* **Task details**:
Search the records below for the string "RwLock", and report each line that contains it.

* **Given information**:

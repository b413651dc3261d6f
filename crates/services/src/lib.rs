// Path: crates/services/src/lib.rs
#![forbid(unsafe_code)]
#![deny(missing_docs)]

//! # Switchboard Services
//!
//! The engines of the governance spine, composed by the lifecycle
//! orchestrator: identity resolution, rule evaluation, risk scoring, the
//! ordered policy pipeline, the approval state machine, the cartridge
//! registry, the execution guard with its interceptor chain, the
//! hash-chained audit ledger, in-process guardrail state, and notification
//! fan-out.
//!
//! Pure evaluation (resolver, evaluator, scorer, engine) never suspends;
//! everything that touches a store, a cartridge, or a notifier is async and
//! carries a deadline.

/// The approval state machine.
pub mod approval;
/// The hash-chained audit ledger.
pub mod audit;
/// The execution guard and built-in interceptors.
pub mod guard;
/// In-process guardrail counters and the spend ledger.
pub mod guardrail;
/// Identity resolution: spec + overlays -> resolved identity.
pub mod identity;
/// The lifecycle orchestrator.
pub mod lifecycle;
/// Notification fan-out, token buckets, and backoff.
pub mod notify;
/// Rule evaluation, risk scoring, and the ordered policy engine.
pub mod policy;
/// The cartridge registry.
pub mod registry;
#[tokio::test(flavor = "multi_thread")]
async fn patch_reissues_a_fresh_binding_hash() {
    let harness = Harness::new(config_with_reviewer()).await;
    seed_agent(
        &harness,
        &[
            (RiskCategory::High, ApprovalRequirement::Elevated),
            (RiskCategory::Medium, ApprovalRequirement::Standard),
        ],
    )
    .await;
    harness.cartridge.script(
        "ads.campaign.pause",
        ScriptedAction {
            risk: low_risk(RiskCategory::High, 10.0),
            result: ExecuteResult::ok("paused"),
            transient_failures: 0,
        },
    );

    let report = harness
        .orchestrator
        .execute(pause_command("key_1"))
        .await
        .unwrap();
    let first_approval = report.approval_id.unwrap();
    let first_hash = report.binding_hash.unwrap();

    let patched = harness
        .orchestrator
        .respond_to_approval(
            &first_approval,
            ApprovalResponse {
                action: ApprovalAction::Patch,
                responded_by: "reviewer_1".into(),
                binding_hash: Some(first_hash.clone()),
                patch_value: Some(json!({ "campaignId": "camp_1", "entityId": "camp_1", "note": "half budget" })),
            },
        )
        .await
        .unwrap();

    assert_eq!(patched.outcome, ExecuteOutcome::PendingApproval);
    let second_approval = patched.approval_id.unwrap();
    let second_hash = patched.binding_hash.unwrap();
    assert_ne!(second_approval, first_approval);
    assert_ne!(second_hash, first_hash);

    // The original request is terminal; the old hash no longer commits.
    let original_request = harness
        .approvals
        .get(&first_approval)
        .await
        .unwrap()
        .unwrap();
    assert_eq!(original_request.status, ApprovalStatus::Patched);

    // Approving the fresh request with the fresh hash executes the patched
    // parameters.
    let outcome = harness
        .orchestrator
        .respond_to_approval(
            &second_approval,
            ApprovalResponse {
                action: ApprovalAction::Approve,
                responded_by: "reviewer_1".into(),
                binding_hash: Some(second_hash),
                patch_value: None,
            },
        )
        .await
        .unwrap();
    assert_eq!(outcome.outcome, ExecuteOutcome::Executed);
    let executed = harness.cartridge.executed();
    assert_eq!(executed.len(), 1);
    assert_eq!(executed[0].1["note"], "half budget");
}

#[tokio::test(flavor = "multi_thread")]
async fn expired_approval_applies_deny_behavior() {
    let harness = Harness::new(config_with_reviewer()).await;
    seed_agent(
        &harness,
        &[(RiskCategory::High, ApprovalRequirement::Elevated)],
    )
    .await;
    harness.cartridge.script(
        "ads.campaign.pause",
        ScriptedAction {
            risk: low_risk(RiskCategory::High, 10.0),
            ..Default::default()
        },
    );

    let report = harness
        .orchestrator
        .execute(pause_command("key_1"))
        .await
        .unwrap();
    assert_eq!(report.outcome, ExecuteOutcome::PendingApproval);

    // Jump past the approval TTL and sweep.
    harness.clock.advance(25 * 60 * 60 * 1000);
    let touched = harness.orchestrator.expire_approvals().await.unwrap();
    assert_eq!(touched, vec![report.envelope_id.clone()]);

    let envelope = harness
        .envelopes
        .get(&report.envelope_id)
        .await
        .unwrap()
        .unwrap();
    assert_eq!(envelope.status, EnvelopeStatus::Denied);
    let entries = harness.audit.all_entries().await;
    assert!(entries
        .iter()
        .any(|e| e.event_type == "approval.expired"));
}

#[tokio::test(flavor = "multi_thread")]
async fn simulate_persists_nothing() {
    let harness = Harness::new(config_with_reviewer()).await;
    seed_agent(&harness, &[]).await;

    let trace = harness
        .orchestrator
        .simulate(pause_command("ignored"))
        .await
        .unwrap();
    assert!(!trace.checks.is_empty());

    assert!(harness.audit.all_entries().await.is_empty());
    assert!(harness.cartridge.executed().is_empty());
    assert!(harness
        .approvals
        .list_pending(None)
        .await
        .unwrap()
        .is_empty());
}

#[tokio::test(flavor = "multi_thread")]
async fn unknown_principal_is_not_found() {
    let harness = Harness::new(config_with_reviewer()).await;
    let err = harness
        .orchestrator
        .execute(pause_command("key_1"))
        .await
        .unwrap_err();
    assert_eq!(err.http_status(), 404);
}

--

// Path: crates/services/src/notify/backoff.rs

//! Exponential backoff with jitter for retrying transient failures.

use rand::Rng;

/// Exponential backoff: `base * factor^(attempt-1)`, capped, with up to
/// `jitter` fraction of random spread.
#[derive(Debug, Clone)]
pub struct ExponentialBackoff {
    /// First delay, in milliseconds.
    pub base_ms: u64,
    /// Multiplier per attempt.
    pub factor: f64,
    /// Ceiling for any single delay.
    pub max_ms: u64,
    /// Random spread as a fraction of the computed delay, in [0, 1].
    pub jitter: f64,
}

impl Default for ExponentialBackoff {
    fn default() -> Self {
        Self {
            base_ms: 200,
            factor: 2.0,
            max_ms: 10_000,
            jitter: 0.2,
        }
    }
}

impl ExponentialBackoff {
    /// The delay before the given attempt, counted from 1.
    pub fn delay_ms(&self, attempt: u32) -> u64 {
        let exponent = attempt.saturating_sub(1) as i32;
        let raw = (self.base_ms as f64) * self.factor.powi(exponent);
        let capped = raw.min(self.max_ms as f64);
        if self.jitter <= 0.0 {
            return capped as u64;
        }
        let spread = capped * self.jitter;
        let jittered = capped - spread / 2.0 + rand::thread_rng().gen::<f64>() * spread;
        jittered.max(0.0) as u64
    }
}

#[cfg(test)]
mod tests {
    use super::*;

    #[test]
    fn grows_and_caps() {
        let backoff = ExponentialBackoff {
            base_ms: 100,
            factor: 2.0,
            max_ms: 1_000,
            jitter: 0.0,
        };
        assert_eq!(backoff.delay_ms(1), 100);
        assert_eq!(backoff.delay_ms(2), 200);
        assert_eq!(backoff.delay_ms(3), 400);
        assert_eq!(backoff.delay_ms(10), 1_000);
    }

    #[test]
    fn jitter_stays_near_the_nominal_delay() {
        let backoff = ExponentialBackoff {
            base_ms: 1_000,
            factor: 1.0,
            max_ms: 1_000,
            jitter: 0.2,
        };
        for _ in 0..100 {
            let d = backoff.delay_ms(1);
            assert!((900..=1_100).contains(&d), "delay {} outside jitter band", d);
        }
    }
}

--

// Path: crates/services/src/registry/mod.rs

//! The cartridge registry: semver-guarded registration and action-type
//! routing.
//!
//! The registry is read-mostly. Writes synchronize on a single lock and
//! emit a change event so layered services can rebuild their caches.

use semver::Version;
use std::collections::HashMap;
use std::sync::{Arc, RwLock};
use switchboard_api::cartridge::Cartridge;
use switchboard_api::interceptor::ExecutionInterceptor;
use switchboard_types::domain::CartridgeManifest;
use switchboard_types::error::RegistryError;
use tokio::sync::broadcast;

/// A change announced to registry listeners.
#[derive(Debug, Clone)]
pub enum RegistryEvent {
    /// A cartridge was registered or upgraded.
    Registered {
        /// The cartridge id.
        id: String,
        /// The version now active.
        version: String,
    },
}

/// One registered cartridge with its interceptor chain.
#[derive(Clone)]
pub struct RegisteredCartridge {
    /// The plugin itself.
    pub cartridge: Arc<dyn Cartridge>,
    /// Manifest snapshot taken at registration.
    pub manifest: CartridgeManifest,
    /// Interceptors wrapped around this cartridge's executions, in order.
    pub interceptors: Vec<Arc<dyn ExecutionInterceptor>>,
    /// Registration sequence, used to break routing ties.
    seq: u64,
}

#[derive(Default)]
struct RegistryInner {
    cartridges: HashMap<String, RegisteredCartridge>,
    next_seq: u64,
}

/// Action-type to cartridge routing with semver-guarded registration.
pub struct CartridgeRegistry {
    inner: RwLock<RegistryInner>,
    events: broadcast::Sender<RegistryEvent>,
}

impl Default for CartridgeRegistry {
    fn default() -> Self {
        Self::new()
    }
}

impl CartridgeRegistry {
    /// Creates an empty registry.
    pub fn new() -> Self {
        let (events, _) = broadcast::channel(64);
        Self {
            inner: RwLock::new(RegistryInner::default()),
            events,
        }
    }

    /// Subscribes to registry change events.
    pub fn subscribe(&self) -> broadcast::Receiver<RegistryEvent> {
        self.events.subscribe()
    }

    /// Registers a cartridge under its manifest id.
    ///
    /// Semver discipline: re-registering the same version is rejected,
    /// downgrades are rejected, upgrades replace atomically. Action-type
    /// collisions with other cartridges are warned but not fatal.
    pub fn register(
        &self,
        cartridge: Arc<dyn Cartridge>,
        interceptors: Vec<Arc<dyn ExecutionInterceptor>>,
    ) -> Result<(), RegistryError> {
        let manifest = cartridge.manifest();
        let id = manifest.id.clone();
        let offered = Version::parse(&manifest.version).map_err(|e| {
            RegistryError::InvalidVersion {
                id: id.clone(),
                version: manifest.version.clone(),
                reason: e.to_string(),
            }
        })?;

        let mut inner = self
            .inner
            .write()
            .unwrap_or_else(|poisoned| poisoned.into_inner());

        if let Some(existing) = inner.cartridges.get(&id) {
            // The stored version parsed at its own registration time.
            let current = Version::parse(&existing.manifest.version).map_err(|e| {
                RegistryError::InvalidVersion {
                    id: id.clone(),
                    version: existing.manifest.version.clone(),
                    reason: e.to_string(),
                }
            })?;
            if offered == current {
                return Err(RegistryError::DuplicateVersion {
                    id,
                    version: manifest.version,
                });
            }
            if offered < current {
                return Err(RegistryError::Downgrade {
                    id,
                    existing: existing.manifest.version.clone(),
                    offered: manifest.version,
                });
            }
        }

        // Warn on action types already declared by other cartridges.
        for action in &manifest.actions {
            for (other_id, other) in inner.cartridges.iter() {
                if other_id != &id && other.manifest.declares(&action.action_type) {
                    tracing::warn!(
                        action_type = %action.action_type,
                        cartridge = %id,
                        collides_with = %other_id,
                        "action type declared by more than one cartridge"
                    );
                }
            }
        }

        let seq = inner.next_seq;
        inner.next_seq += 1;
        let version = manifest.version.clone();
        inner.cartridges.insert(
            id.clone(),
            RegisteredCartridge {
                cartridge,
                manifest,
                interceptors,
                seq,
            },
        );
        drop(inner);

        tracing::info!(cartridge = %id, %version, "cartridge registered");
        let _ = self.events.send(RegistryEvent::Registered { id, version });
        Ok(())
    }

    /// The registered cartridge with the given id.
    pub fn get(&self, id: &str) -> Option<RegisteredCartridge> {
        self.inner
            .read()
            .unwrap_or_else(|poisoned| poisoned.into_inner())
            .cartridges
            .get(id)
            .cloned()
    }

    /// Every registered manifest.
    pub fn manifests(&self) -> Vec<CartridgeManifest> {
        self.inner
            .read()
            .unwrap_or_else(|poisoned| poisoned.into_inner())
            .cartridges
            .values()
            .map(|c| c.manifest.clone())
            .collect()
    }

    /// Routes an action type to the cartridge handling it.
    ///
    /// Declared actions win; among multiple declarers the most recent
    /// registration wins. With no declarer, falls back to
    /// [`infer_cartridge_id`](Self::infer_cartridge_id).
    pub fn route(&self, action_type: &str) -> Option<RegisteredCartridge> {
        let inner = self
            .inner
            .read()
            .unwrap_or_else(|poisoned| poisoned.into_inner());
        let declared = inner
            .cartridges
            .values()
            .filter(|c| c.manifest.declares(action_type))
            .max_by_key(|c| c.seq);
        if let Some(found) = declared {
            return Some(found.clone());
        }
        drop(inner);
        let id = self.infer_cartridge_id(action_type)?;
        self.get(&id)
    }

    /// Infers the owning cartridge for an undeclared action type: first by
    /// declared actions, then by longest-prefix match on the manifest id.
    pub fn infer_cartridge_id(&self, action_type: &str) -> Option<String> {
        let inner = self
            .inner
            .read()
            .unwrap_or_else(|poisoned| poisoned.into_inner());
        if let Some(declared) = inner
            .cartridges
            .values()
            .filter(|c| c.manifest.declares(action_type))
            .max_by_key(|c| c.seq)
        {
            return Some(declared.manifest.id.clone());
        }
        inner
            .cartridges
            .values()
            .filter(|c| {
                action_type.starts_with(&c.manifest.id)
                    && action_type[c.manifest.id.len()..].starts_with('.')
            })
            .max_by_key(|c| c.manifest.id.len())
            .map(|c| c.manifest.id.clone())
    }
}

* **Result**:
use std::sync::{Arc, RwLock};
    inner: RwLock<RegistryInner>,
            inner: RwLock::new(RegistryInner::default()),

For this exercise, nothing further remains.